The British Science Association’s vision is of a world where science is a fundamental part of culture and society.  We want to diversify the community of people who are engaged and participate in science.  We believe that more can be done to encourage, expect and allow non-scientists to champion, critique, and contribute to science.
 
Imran Khan, Chief Executive of the BSA, writes in this blog: “We’re talking about a huge cultural shift; one that will probably take at least a generation to realise, even with the efforts of all the organisations and individuals that are already helping promote the agenda.”
 
In order to measure whether or not our projects and programmes are succeeding, we have developed a new model for thinking about and segmenting our audiences, which we have published on our website today (29 May 2015). 
 
We looked at the behavioursconfidence, and self-identities of people in relation to science:

  • The scientists. The knowledgeable and involved; professionals - the people who produce or curate scientific knowledge. They’re confident discussing and contributing to science, even when it lies beyond their expertise, and identify as part of the scientific community.
  • The enthusiasts: The engaged and participative. They attend events, keep up to date, and contribute socially - but aren’t professionally involved. They’re the scientific equivalent of people who have strong amateur interests in music, sport, etc - the group the BSA thinks there isn’t nearly enough of.
  • The receptive: Interested in, and open to, science. They don’t self-identify as being interested in science, or make a special effort to stay informed - but aren’t completely alienated either. They see science as a specialist, professional field, and only consume science content passively.
  • The apathetic: Disinterested in science, and possibly closed to it. They see science as important, but something that is entirely the domain of scientists, and divorced from the rest of culture.

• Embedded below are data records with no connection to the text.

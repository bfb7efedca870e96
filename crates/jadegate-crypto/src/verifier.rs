//! Signature verification with trusted key management.
//!
//! Provides a registry of trusted public keys for signature verification.

use std::collections::HashMap;

use crate::error::{CryptoError, CryptoResult};
use crate::keypair::PublicKey;
use crate::signature::Signature;

/// Key identifier (first 8 bytes of the public key).
pub type KeyId = [u8; 8];

/// A registry of trusted public keys for signature verification.
///
/// This struct maintains a set of trusted public keys and provides
/// methods for verifying signatures against those keys.
///
/// # Example
///
/// ```
/// use jadegate_crypto::{KeyPair, SignatureVerifier};
///
/// let keypair = KeyPair::generate();
/// let mut verifier = SignatureVerifier::new();
///
/// // Add the public key as trusted
/// let key_id = verifier.add_trusted_key(keypair.export_public_key());
///
/// // Sign a message
/// let message = b"important data";
/// let signature = keypair.sign(message);
///
/// // Verify using the trusted key registry
/// assert!(verifier.verify(&key_id, message, &signature).is_ok());
/// ```
#[derive(Debug, Clone, Default)]
pub struct SignatureVerifier {
    /// Map of key IDs to trusted public keys.
    trusted_keys: HashMap<KeyId, PublicKey>,
}

impl SignatureVerifier {
    /// Create a new empty signature verifier.
    #[must_use]
    pub fn new() -> Self {
        Self {
            trusted_keys: HashMap::new(),
        }
    }

    /// Add a public key to the trusted key set.
    ///
    /// Returns the key ID (first 8 bytes of the public key) that can be
    /// used to reference this key later.
    pub fn add_trusted_key(&mut self, key: PublicKey) -> KeyId {
        let key_id = key.key_id();
        self.trusted_keys.insert(key_id, key);
        key_id
    }

    /// Remove a public key from the trusted key set.
    ///
    /// Returns `true` if the key was present and removed, `false` otherwise.
    pub fn remove_trusted_key(&mut self, key_id: &KeyId) -> bool {
        self.trusted_keys.remove(key_id).is_some()
    }

    /// Check if a key ID is in the trusted key set.
    #[must_use]
    pub fn is_trusted(&self, key_id: &KeyId) -> bool {
        self.trusted_keys.contains_key(key_id)
    }

    /// Get a trusted public key by its ID.
    #[must_use]
    pub fn get_key(&self, key_id: &KeyId) -> Option<&PublicKey> {
        self.trusted_keys.get(key_id)
    }

    /// Get the number of trusted keys.
    #[must_use]
    pub fn trusted_key_count(&self) -> usize {
        self.trusted_keys.len()
    }

    /// List all trusted key IDs.
    #[must_use]
    pub fn trusted_key_ids(&self) -> Vec<KeyId> {
        self.trusted_keys.keys().copied().collect()
    }

    /// Clear all trusted keys.
    pub fn clear(&mut self) {
        self.trusted_keys.clear();
    }

    /// Verify a signature using a trusted key.
    ///
    /// # Errors
    ///
    /// Returns an error if:
    /// - The key ID is not in the trusted key set
    /// - The signature verification fails
    pub fn verify(
        &self,
        key_id: &KeyId,
        message: &[u8],
        signature: &Signature,
    ) -> CryptoResult<()> {
        let key = self
            .trusted_keys
            .get(key_id)
            .ok_or_else(|| CryptoError::InvalidPublicKey(format!("key {key_id:?} not trusted")))?;

        key.verify(message, signature)
    }

    /// Verify a signature using any trusted key that matches.
    ///
    /// This tries each trusted key until one successfully verifies the signature.
    /// Useful when you don't know which key was used to sign.
    ///
    /// # Errors
    ///
    /// Returns an error if no trusted key can verify the signature.
    pub fn verify_any(&self, message: &[u8], signature: &Signature) -> CryptoResult<KeyId> {
        for (key_id, key) in &self.trusted_keys {
            if key.verify(message, signature).is_ok() {
                return Ok(*key_id);
            }
        }

        Err(CryptoError::SignatureVerificationFailed)
    }
}
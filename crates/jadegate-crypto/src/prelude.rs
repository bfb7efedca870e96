//! Prelude module - commonly used types for convenient import.
//!
//! Use `use jadegate_crypto::prelude::*;` to import all essential types.
//!
//! # Example
//!
//! ```rust
//! use jadegate_crypto::prelude::*;
//!
//! // Generate a key pair
//! let keypair = KeyPair::generate();
//!
//! // Sign and verify
//! let message = b"hello";
//! let signature = keypair.sign(message);
//! assert!(keypair.verify(message, &signature).is_ok());
//!
//! // Hash content
//! let hash = ContentHash::hash(message);
//! ```

// Errors
pub use crate::{CryptoError, CryptoResult};

// Key types
pub use crate::{KeyId, KeyPair, PublicKey};

// Signature
pub use crate::Signature;

// Signature verification
pub use crate::SignatureVerifier;

// Hashing
pub use crate::ContentHash;
//! Shared test fixtures and a fake-upstream harness for the JadeGate
//! workspace. A dev-dependency only — never pulled in by a shipped
//! binary or library crate.

#![deny(unsafe_code)]
#![warn(missing_docs)]
#![deny(clippy::all)]
#![warn(unreachable_pub)]

mod fixtures;
mod upstream;

pub use fixtures::{
    benign_call_params, dangerous_pattern_params, network_send_params, sensitive_read_params,
    signed_test_certificate, test_certificate, tight_policy,
};
pub use upstream::scripted_upstream;
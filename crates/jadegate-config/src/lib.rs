//! Layered configuration for the JadeGate binaries.
//!
//! [`Config`] covers the ambient knobs every `jadegate-cli` subcommand
//! needs — log level/format, the trust directory, an optional policy
//! file, an optional audit log path, and the default upstream response
//! timeout. [`load`] resolves it with the precedence the specification
//! calls for: embedded defaults, then a user file
//! (`${HOME}/.jadegate/config.toml` unless overridden), then
//! `JADEGATE_*` environment variables. An explicit CLI flag is the
//! fourth and final tier; since that only exists once a binary's
//! argument parser has run, applying it is left to the caller.

#![deny(unsafe_code)]
#![deny(missing_docs)]
#![deny(clippy::all)]
#![warn(unreachable_pub)]
#![deny(clippy::unwrap_used)]
#![cfg_attr(test, allow(clippy::unwrap_used))]

mod env;
mod error;
mod loader;
mod types;

pub use error::{ConfigError, ConfigResult};
pub use loader::load;
pub use types::{default_config_path, default_trust_dir, Config};
//! Append-only JSON-lines audit sink.
//!
//! Sessions always keep their audit trail in memory (see
//! `jadegate_interceptor::AuditEntry`). This sink is the optional
//! on-disk half: when `Policy::enable_audit_log` and a configured
//! `audit_log_path` are both set, every entry is additionally appended
//! here as one JSON object per line, so a long-running proxy doesn't
//! lose its trail on an ungraceful exit.

use std::fs::OpenOptions;
use std::io::Write;
use std::path::{Path, PathBuf};
use std::sync::Mutex;

use serde::Serialize;

use crate::error::{TelemetryError, TelemetryResult};

/// An append-only JSON-lines file sink. Safe to share across tasks: each
/// write takes a lock around the underlying file handle, matching the
/// session's own single-writer discipline one layer up.
pub struct AuditSink {
    path: PathBuf,
    file: Mutex<std::fs::File>,
}

impl AuditSink {
    /// Open (creating, including parent directories, if absent) an
    /// append-only audit log at `path`.
    ///
    /// # Errors
    ///
    /// Returns [`TelemetryError::Io`] if the parent directory or file
    /// cannot be created.
    pub fn open(path: impl Into<PathBuf>) -> TelemetryResult<Self> {
        let path = path.into();
        if let Some(parent) = path.parent() {
            std::fs::create_dir_all(parent)?;
        }
        let file = OpenOptions::new().create(true).append(true).open(&path)?;
        Ok(Self {
            path,
            file: Mutex::new(file),
        })
    }

    /// The path this sink appends to.
    #[must_use]
    pub fn path(&self) -> &Path {
        &self.path
    }

    /// Append one record as a single minified JSON line.
    ///
    /// # Errors
    ///
    /// Returns [`TelemetryError::Io`] if the write fails. A poisoned
    /// lock (a prior panic while holding it) is treated the same way
    /// rather than propagating the panic to this caller.
    pub fn append<T: Serialize>(&self, record: &T) -> TelemetryResult<()> {
        let mut line = serde_json::to_vec(record).map_err(|e| {
            TelemetryError::ConfigError(format!("audit record does not serialize: {e}"))
        })?;
        line.push(b'\n');

        let mut file = self
            .file
            .lock()
            .map_err(|_| TelemetryError::InitError("audit sink lock poisoned".to_string()))?;
        file.write_all(&line)?;
        file.flush()?;
        Ok(())
    }
}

The BSA wants to help people move ‘up the scale’, to the point where they might become science enthusiasts, engaged consumers, critical friends. And we hope that this new audience segmentation map will influence what we do with them and for them.


It is a starting point, and we are looking forward to lots of discussion and debate – with our audiences, key stakeholders and colleagues from across the sector - in due, including how this translates onto other projects, such as the notion of increasing young people’s Science Capital.